(PROBLEM DETAILS)
Return each line of the data below unchanged, please.
(Beginning of DATA IN THIS EXERCISE)
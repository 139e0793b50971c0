//! dtokit runtime
//!
//! Constructs typed value objects from dynamic, loosely-typed input. A
//! target type is described once by a [`TypeSchema`]; the [`Mapper`]
//! resolves its fields into cached property descriptors, casts every input
//! value towards the declared types, validates the result and assembles an
//! [`Instance`], recursing into nested object types and collections.
//!
//! # Example
//!
//! ```
//! use dtokit_core::{FieldSpec, Mapper, SchemaRegistry, TypeSchema, Value};
//! use std::sync::Arc;
//!
//! let schemas = Arc::new(SchemaRegistry::new());
//! schemas.register(
//!     TypeSchema::new("App\\Dto\\User")
//!         .field(FieldSpec::new("id").typed("integer"))
//!         .field(FieldSpec::new("email").typed("string|null").source("EMAIL")),
//! );
//!
//! let mapper = Mapper::new(schemas);
//! let input = Value::from(serde_json::json!({ "id": "42" }));
//! let user = mapper.map("App\\Dto\\User", &input).unwrap();
//!
//! assert_eq!(user.get("id"), Some(&Value::Int(42)));
//! assert_eq!(user.get("email"), Some(&Value::Null));
//! ```

#![warn(missing_docs)]
#![warn(rust_2018_idioms)]

pub mod cache;
pub mod cast;
pub mod error;
pub mod instance;
pub mod mapper;
pub mod options;
pub mod schema;
pub mod target;
pub mod validate;
pub mod value;

pub use cache::{DescriptorCache, TypeLayout};
pub use cast::{cast_value, coerce_scalar, should_become_collection};
pub use error::{MapError, MapResult};
pub use instance::Instance;
pub use mapper::Mapper;
pub use options::{MapperOptions, DEFAULT_MAX_DEPTH};
pub use schema::{FieldScope, FieldSpec, SchemaRegistry, TypeSchema};
pub use target::{FromValue, Target};
pub use validate::{is_valid, matches_type};
pub use value::{Value, ValueKind};

pub use dtokit_types::{ImportMap, ImportSource, SourceImports, TypeName};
(End of DATA IN THIS EXERCISE)
(EXERCISE RESPONSE)
repository 139e0793b50971c0
//! dtokit runtime
//!
//! Constructs typed value objects from dynamic, loosely-typed input. A
//! target type is described once by a [`TypeSchema`]; the [`Mapper`]
//! resolves its fields into cached property descriptors, casts every input
//! value towards the declared types, validates the result and assembles an
//! [`Instance`], recursing into nested object types and collections.
//!
//! # Example
//!
//! ```
//! use dtokit_core::{FieldSpec, Mapper, SchemaRegistry, TypeSchema, Value};
//! use std::sync::Arc;
//!
//! let schemas = Arc::new(SchemaRegistry::new());
//! schemas.register(
//!     TypeSchema::new("App\\Dto\\User")
//!         .field(FieldSpec::new("id").typed("integer"))
//!         .field(FieldSpec::new("email").typed("string|null").source("EMAIL")),
//! );
//!
//! let mapper = Mapper::new(schemas);
//! let input = Value::from(serde_json::json!({ "id": "42" }));
//! let user = mapper.map("App\\Dto\\User", &input).unwrap();
//!
//! assert_eq!(user.get("id"), Some(&Value::Int(42)));
//! assert_eq!(user.get("email"), Some(&Value::Null));
//! ```

#![warn(missing_docs)]
#![warn(rust_2018_idioms)]

pub mod cache;
pub mod cast;
pub mod error;
pub mod instance;
pub mod mapper;
pub mod options;
pub mod schema;
pub mod target;
pub mod validate;
pub mod value;

pub use cache::{DescriptorCache, TypeLayout};
pub use cast::{cast_value, coerce_scalar, should_become_collection};
pub use error::{MapError, MapResult};
pub use instance::Instance;
pub use mapper::Mapper;
pub use options::{MapperOptions, DEFAULT_MAX_DEPTH};
pub use schema::{FieldScope, FieldSpec, SchemaRegistry, TypeSchema};
pub use target::{FromValue, Target};
pub use validate::{is_valid, matches_type};
pub use value::{Value, ValueKind};

pub use dtokit_types::{ImportMap, ImportSource, SourceImports, TypeName};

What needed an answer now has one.